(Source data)
"""
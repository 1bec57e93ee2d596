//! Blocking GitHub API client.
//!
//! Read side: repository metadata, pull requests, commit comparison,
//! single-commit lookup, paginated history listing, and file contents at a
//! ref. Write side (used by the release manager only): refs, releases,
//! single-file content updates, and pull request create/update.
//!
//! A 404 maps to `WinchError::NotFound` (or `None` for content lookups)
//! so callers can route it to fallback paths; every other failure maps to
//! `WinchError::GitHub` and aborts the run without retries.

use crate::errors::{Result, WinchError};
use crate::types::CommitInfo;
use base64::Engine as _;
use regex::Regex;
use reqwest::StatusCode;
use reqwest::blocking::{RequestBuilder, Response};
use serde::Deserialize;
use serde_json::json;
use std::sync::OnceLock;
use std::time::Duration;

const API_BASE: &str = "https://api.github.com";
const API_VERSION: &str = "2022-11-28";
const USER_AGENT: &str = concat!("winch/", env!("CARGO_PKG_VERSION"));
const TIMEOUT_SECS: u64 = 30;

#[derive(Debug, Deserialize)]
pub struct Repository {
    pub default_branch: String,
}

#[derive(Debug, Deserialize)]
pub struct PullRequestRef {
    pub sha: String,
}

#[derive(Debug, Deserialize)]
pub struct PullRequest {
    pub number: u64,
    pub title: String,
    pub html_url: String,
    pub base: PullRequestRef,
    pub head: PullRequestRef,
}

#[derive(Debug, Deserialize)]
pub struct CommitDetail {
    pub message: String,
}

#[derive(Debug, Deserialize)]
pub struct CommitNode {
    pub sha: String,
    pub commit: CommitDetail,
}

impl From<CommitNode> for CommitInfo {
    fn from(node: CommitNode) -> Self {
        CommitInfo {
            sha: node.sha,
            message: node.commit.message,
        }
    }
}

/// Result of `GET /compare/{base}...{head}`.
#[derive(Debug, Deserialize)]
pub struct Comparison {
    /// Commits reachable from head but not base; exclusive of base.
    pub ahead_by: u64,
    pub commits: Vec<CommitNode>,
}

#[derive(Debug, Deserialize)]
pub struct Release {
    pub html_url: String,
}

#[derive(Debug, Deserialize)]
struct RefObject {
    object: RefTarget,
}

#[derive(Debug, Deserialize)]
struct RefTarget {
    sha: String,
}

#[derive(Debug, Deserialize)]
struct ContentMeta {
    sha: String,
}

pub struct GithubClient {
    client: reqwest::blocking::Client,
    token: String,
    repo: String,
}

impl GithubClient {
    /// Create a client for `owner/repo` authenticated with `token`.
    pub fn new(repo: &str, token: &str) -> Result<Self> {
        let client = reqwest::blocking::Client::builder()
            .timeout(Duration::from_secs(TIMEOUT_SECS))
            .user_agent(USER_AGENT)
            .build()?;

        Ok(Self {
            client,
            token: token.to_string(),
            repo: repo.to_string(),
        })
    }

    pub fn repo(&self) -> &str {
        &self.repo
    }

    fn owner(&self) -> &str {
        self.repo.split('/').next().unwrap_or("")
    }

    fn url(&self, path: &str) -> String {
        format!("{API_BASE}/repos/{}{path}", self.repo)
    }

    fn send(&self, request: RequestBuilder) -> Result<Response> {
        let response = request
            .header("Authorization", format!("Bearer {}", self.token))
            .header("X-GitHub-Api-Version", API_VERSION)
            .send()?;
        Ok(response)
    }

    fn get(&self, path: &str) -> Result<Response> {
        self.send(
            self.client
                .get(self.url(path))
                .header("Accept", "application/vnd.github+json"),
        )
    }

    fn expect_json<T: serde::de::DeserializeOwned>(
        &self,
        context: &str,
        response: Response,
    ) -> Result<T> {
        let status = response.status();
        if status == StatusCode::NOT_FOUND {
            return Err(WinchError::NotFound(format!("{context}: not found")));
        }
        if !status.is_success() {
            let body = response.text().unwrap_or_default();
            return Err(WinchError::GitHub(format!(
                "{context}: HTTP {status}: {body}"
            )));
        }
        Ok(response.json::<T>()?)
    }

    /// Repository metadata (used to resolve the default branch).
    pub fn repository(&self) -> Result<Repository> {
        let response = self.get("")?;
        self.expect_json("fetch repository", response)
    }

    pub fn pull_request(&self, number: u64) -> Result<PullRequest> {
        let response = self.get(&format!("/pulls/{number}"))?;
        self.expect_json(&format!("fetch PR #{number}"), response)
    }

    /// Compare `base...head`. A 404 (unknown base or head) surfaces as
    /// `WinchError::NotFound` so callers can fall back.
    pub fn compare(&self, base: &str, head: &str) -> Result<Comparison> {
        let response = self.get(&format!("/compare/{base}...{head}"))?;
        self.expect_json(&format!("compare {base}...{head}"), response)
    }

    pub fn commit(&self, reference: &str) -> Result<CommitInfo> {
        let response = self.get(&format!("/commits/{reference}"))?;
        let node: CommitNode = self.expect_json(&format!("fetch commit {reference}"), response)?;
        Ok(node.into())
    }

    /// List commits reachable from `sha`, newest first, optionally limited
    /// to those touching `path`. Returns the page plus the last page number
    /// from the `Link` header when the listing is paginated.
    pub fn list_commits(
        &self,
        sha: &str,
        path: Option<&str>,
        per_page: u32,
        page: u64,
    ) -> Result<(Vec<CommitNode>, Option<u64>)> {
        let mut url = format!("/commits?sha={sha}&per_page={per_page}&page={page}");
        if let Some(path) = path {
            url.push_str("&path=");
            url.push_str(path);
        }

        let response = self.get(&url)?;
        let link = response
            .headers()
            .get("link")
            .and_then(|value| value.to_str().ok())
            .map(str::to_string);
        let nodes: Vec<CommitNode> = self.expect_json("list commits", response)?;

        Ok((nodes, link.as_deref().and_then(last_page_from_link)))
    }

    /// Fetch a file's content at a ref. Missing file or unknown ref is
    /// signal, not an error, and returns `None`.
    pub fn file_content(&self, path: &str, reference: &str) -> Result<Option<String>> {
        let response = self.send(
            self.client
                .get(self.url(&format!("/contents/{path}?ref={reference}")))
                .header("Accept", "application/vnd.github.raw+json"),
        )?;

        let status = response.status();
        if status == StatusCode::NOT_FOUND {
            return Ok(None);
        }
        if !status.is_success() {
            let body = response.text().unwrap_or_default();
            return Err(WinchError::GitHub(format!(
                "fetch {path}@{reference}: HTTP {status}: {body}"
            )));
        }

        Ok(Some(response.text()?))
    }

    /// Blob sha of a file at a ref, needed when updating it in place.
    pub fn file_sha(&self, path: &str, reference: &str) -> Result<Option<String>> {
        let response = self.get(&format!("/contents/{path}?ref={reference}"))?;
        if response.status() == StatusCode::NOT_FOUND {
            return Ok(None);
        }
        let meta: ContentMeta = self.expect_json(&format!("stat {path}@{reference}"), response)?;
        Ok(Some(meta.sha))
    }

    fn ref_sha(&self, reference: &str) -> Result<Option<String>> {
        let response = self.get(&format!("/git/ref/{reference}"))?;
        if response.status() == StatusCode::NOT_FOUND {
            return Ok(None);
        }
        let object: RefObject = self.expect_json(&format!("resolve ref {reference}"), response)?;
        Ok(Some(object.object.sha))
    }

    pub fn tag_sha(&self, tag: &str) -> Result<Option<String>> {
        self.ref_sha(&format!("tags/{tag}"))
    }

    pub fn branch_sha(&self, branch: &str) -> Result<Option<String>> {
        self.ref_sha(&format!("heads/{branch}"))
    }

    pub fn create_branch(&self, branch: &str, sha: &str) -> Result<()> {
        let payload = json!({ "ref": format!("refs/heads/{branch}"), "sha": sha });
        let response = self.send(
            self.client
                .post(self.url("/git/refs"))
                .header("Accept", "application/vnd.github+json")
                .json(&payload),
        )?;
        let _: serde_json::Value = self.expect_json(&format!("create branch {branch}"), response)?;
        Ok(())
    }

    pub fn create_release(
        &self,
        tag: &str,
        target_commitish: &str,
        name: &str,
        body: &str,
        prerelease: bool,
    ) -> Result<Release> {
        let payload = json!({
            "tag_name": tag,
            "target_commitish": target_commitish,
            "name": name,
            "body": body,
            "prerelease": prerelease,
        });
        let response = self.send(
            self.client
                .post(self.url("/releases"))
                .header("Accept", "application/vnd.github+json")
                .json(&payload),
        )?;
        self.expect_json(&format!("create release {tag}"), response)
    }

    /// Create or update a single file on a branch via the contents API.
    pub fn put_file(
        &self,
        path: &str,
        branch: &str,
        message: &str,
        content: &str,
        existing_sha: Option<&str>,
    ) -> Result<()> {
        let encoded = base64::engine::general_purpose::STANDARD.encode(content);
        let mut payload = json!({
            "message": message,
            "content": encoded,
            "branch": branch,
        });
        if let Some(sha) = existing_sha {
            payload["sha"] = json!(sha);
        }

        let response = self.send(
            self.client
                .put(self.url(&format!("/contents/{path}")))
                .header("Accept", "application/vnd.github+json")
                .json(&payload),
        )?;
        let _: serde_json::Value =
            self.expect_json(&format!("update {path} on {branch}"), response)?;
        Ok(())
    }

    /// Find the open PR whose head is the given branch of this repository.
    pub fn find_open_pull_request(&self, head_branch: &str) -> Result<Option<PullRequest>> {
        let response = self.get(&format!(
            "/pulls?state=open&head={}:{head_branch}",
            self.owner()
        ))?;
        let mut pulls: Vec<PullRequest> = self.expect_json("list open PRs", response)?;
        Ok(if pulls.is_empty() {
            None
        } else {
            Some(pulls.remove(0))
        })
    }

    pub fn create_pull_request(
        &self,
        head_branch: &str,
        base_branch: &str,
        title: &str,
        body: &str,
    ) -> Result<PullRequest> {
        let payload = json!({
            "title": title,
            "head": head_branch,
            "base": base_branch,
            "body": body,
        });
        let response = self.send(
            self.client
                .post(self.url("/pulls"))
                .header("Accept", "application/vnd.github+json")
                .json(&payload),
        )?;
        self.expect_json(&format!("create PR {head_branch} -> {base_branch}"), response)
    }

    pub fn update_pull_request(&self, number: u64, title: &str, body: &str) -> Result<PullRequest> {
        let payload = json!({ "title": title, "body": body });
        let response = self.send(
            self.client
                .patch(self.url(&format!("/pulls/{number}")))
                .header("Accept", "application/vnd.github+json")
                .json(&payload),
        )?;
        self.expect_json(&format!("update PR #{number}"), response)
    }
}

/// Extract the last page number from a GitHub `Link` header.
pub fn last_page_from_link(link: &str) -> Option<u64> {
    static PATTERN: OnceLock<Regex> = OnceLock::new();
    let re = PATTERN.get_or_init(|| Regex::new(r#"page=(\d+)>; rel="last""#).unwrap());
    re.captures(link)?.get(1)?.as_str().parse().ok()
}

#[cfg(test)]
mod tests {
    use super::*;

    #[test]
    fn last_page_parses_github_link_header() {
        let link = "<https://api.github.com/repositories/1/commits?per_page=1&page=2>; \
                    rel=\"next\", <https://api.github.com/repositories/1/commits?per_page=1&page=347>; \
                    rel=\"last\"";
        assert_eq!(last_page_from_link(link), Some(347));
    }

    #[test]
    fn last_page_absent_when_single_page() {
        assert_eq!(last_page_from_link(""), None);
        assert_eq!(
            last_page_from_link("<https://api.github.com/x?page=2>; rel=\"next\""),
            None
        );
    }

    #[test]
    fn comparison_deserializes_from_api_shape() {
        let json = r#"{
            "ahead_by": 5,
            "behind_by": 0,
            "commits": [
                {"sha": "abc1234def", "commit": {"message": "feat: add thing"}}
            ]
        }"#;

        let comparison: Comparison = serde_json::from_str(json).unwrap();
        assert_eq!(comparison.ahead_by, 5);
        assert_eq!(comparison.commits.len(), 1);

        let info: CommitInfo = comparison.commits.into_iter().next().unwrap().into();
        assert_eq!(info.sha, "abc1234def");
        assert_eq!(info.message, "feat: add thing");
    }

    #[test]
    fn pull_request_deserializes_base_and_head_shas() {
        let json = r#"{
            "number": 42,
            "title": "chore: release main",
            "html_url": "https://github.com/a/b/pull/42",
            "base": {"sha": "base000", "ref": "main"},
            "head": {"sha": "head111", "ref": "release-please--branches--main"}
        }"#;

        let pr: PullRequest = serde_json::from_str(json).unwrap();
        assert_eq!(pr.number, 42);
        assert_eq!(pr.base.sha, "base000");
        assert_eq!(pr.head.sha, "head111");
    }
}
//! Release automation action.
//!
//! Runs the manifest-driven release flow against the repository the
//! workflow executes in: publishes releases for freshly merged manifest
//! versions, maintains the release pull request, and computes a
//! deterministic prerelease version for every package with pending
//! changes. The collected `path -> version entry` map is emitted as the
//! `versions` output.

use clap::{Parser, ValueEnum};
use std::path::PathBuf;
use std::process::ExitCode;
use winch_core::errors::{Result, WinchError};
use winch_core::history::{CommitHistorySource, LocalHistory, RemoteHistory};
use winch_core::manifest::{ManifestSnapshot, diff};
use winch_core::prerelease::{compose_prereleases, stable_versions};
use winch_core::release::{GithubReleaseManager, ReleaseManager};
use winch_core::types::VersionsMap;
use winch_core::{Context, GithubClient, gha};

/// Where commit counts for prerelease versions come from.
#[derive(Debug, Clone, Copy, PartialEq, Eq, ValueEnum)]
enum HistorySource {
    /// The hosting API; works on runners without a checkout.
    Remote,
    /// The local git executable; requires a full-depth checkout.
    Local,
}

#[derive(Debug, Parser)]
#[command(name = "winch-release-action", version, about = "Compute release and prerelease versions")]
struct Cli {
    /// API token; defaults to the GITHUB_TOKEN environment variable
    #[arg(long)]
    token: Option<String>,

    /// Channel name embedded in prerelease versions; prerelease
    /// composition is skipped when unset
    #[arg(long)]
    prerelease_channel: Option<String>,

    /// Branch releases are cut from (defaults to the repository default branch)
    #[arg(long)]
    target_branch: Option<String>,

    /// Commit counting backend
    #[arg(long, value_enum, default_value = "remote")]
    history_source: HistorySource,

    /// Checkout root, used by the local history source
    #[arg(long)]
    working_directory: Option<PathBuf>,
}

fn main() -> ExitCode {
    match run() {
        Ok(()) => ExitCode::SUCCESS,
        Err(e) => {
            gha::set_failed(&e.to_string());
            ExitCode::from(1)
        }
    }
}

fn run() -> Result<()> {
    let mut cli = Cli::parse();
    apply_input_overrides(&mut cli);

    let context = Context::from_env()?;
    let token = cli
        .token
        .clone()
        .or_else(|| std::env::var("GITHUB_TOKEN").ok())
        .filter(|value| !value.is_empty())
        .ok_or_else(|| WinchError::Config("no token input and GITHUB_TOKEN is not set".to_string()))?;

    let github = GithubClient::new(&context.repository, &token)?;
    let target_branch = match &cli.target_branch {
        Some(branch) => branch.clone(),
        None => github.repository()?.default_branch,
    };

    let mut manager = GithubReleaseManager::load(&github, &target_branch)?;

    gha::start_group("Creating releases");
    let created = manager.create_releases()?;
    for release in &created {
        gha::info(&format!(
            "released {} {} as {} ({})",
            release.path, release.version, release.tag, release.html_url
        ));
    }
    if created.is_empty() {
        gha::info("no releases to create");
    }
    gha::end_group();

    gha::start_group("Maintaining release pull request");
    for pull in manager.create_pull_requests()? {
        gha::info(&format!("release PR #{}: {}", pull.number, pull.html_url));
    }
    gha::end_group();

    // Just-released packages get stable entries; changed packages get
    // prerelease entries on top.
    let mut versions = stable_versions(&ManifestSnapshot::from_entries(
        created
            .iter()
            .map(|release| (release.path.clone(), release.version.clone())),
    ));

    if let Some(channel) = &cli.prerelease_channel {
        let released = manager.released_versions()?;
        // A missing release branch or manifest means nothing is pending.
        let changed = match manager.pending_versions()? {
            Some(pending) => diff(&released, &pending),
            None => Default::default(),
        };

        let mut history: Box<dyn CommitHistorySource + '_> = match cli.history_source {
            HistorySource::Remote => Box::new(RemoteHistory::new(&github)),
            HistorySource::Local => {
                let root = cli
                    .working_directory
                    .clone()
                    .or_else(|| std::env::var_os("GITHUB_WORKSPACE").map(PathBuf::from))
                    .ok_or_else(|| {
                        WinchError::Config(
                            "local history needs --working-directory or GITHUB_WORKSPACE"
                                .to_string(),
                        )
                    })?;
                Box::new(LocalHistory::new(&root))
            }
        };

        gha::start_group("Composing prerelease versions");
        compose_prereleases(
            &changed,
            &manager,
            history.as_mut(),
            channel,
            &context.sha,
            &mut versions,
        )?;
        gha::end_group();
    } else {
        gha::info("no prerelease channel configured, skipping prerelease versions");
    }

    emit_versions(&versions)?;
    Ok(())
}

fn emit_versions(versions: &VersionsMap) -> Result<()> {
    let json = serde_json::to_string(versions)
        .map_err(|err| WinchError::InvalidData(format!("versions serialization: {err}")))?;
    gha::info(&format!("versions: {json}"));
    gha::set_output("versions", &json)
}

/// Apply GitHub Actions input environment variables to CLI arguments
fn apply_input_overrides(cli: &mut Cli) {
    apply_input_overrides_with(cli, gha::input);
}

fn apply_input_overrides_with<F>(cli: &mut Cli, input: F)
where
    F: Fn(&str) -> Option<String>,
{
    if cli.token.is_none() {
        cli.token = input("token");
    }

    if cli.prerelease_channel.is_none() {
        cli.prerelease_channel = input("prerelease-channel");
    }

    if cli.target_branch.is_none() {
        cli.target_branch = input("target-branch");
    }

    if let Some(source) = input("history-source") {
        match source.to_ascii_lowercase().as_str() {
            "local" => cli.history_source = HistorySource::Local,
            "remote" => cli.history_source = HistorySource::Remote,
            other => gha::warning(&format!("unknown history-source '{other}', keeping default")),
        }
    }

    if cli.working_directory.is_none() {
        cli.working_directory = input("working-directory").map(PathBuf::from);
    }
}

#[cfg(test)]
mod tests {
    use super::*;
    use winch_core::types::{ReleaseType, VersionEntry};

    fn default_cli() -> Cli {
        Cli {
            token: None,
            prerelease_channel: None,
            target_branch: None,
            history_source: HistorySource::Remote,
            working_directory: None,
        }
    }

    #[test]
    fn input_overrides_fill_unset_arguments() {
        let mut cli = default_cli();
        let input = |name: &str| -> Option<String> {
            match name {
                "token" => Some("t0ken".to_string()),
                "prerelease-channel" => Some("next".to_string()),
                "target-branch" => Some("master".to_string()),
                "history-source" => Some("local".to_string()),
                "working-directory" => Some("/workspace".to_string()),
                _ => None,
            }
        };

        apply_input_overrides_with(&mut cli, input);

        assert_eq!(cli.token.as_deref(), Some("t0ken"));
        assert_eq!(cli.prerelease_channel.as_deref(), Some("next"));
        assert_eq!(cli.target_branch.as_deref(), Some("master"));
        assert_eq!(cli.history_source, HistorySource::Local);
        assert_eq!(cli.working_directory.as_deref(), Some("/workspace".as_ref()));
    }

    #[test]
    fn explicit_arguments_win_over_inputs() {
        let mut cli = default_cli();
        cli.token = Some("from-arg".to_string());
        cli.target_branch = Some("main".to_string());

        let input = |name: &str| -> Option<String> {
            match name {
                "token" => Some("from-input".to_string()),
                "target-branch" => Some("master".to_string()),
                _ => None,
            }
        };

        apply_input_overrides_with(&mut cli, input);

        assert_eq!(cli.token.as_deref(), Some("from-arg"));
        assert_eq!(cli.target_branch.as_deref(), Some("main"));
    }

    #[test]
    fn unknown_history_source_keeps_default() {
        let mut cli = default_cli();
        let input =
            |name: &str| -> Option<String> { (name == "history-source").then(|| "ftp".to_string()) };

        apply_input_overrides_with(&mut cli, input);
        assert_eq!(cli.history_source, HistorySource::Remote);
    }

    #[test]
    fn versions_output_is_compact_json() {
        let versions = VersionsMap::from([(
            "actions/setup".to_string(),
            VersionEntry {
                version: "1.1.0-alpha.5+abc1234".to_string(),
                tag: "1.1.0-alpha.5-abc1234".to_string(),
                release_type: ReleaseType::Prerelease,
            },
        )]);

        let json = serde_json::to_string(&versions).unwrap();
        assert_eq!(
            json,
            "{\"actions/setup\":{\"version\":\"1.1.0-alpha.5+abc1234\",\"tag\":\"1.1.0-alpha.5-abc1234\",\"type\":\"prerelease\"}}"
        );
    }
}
"""
PROBLEM REQUIREMENTS: In the entries above, find each line that has the word "side". Copy it.

WRITTEN ANSWER:
//! Read side: repository metadata, pull requests, commit comparison,
//! ref. Write side (used by the release manager only): refs, releases,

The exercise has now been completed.